Segment Open
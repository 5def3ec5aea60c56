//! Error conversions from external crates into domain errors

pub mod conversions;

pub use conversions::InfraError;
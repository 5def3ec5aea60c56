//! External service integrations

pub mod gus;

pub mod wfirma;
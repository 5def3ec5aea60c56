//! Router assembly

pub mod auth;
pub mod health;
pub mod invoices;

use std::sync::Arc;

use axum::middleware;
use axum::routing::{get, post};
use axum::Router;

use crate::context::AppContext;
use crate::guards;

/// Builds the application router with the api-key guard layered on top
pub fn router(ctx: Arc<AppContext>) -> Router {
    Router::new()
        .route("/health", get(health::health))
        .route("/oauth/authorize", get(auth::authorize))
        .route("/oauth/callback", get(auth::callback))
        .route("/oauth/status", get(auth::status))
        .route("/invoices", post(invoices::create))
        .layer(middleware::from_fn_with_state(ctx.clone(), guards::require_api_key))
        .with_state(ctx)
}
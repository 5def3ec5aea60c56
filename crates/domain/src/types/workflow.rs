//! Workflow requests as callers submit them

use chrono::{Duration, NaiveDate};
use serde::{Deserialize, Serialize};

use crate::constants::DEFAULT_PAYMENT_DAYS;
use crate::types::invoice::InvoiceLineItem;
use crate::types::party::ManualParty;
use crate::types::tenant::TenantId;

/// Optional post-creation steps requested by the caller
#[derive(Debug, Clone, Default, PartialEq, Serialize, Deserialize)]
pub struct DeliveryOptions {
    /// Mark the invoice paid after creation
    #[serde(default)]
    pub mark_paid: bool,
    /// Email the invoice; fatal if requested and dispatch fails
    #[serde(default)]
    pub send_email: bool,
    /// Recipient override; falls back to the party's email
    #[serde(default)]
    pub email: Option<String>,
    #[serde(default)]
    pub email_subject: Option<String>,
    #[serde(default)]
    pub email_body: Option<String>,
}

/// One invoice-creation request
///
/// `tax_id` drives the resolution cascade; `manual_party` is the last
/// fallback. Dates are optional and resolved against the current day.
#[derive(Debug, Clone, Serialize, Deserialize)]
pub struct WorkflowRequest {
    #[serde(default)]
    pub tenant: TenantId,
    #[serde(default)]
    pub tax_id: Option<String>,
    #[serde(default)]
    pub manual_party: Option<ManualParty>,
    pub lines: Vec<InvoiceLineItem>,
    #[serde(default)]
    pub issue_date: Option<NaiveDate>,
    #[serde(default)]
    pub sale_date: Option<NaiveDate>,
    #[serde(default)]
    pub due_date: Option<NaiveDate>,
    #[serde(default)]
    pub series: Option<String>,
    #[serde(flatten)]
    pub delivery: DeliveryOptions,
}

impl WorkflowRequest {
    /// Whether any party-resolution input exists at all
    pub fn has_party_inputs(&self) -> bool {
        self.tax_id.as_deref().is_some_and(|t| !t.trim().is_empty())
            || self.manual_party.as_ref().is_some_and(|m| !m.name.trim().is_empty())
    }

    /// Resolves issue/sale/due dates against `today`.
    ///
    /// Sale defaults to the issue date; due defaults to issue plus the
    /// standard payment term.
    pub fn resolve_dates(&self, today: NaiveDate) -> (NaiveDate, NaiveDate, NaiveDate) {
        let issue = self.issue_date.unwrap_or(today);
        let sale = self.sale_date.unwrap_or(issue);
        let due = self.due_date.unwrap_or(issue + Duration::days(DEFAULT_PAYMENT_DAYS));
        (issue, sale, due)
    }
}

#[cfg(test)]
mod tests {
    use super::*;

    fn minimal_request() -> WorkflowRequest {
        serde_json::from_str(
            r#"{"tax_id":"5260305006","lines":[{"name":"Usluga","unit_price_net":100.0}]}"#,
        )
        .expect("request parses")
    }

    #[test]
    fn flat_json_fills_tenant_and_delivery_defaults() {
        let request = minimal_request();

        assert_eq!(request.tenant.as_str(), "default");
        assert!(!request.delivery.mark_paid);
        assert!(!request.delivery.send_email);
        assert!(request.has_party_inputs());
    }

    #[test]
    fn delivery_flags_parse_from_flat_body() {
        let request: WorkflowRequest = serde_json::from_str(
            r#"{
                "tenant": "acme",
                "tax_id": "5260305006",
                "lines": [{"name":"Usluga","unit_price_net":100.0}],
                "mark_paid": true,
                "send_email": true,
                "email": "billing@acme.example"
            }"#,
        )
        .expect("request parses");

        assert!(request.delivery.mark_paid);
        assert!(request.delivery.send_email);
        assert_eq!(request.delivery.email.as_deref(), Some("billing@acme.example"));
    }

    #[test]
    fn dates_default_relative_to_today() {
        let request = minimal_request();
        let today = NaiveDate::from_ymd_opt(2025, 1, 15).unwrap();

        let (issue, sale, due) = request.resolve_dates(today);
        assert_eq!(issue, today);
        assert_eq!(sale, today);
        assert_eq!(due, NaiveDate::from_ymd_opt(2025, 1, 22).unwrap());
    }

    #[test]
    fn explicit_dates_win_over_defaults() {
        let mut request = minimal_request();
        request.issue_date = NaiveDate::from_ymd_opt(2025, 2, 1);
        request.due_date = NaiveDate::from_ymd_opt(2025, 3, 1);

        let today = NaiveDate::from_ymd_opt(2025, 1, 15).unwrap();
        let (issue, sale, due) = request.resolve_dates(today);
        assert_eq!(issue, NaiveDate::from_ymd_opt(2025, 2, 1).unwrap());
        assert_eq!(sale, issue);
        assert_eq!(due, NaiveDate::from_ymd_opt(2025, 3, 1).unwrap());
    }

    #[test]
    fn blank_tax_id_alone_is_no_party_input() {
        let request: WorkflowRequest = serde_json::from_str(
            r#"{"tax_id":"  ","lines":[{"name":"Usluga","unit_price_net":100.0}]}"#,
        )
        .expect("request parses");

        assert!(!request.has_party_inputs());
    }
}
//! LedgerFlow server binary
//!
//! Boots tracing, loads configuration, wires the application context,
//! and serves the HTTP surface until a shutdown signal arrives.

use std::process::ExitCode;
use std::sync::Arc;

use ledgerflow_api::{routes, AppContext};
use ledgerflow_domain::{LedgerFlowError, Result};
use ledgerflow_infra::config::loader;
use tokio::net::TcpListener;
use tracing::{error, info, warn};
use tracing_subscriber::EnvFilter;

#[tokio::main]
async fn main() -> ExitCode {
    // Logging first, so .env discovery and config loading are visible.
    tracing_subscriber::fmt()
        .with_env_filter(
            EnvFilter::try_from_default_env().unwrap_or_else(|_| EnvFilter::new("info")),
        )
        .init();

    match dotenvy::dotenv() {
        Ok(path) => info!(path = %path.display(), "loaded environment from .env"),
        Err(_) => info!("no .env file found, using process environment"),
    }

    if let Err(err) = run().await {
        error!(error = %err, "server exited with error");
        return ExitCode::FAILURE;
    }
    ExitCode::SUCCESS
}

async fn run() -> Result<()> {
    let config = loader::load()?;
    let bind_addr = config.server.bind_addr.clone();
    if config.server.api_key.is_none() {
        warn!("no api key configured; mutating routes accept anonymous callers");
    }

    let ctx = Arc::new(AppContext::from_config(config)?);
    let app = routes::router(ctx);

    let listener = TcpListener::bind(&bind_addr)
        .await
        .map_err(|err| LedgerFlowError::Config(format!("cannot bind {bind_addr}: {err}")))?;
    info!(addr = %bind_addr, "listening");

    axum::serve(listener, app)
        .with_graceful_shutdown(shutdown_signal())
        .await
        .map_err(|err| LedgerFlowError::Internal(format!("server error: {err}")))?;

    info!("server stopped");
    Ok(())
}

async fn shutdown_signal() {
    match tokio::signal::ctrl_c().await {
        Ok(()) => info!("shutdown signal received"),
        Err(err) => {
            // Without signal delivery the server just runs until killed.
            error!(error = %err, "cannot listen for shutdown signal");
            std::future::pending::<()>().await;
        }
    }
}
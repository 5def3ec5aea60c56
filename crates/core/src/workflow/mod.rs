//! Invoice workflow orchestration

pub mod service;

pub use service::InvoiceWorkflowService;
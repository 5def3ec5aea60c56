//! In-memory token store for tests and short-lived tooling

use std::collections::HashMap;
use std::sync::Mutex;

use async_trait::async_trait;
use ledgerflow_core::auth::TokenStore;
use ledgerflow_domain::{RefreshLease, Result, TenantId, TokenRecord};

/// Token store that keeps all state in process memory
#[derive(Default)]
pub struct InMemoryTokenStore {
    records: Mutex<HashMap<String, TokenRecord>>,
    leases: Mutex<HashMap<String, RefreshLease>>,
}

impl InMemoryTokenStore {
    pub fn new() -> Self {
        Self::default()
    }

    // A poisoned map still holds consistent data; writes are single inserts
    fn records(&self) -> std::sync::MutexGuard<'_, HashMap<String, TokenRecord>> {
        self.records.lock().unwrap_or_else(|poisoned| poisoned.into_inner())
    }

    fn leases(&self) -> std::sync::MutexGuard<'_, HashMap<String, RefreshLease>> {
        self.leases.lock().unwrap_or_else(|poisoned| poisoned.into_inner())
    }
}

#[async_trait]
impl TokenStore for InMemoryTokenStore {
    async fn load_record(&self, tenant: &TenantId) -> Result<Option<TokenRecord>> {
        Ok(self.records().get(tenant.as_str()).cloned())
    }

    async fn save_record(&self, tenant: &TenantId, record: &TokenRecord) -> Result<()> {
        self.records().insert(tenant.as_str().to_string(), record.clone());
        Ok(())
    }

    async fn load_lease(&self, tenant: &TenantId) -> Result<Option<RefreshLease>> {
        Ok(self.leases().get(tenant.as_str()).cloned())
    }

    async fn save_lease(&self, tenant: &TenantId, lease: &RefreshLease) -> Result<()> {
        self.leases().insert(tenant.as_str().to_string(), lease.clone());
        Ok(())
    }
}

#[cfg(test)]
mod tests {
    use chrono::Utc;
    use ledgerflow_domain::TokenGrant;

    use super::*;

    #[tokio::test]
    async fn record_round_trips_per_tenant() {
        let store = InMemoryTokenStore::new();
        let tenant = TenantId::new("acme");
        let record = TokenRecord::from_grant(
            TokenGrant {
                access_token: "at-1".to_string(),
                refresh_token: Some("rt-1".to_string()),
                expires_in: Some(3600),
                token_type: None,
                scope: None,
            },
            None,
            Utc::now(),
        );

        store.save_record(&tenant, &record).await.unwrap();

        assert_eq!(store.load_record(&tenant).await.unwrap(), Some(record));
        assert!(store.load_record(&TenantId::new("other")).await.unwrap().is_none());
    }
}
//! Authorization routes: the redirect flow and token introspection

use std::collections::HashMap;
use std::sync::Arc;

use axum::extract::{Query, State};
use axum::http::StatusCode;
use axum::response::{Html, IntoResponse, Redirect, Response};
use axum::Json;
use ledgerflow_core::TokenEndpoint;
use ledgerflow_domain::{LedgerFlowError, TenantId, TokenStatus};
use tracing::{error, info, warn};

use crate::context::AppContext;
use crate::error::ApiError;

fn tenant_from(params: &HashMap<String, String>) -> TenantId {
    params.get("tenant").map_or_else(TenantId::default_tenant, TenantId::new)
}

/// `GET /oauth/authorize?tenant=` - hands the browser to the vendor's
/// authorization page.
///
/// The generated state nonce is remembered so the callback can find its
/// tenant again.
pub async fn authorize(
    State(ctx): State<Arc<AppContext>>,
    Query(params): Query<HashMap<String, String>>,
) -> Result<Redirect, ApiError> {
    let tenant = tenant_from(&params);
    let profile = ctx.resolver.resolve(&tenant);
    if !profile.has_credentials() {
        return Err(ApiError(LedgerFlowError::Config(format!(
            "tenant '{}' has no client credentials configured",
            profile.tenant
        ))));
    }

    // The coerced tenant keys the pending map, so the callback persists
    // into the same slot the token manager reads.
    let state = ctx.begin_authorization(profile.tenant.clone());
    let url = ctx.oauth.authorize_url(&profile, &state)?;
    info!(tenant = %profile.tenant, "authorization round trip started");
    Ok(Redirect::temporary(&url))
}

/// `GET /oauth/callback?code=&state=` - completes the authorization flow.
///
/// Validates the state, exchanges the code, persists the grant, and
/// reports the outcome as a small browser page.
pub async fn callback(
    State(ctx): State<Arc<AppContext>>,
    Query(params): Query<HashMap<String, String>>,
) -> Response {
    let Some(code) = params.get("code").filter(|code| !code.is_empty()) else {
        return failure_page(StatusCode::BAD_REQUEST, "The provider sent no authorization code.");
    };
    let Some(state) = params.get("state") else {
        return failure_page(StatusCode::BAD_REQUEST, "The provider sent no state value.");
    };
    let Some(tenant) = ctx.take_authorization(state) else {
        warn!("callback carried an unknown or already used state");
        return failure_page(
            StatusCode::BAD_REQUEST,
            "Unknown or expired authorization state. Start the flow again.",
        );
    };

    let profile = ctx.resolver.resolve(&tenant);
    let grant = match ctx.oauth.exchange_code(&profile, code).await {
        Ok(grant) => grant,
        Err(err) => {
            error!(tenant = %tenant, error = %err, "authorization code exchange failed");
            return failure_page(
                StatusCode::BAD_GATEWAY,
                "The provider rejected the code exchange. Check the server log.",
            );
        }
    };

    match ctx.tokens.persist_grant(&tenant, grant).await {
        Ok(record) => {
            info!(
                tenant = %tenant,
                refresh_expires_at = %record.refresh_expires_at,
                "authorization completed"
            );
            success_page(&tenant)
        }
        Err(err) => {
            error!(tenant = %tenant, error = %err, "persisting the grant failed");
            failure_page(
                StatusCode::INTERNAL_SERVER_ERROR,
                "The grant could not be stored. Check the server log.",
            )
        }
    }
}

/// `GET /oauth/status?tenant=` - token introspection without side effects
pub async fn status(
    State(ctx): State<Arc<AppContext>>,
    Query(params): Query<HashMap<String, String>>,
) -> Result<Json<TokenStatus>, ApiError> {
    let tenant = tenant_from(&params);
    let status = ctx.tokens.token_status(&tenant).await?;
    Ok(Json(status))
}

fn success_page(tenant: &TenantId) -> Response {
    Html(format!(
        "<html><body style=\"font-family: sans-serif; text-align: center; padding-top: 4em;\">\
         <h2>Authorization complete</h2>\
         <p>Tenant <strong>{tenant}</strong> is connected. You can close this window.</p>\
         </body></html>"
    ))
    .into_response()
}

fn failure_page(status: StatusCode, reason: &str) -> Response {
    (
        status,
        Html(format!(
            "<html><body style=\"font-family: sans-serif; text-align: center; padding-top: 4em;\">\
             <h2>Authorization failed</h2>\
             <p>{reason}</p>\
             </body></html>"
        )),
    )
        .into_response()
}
Segment Closed
Some lines above contain the word "MutexGuard". Copy each of them.

COMPLETED EXERCISE:
    fn records(&self) -> std::sync::MutexGuard<'_, HashMap<String, TokenRecord>> {
    fn leases(&self) -> std::sync::MutexGuard<'_, HashMap<String, RefreshLease>> {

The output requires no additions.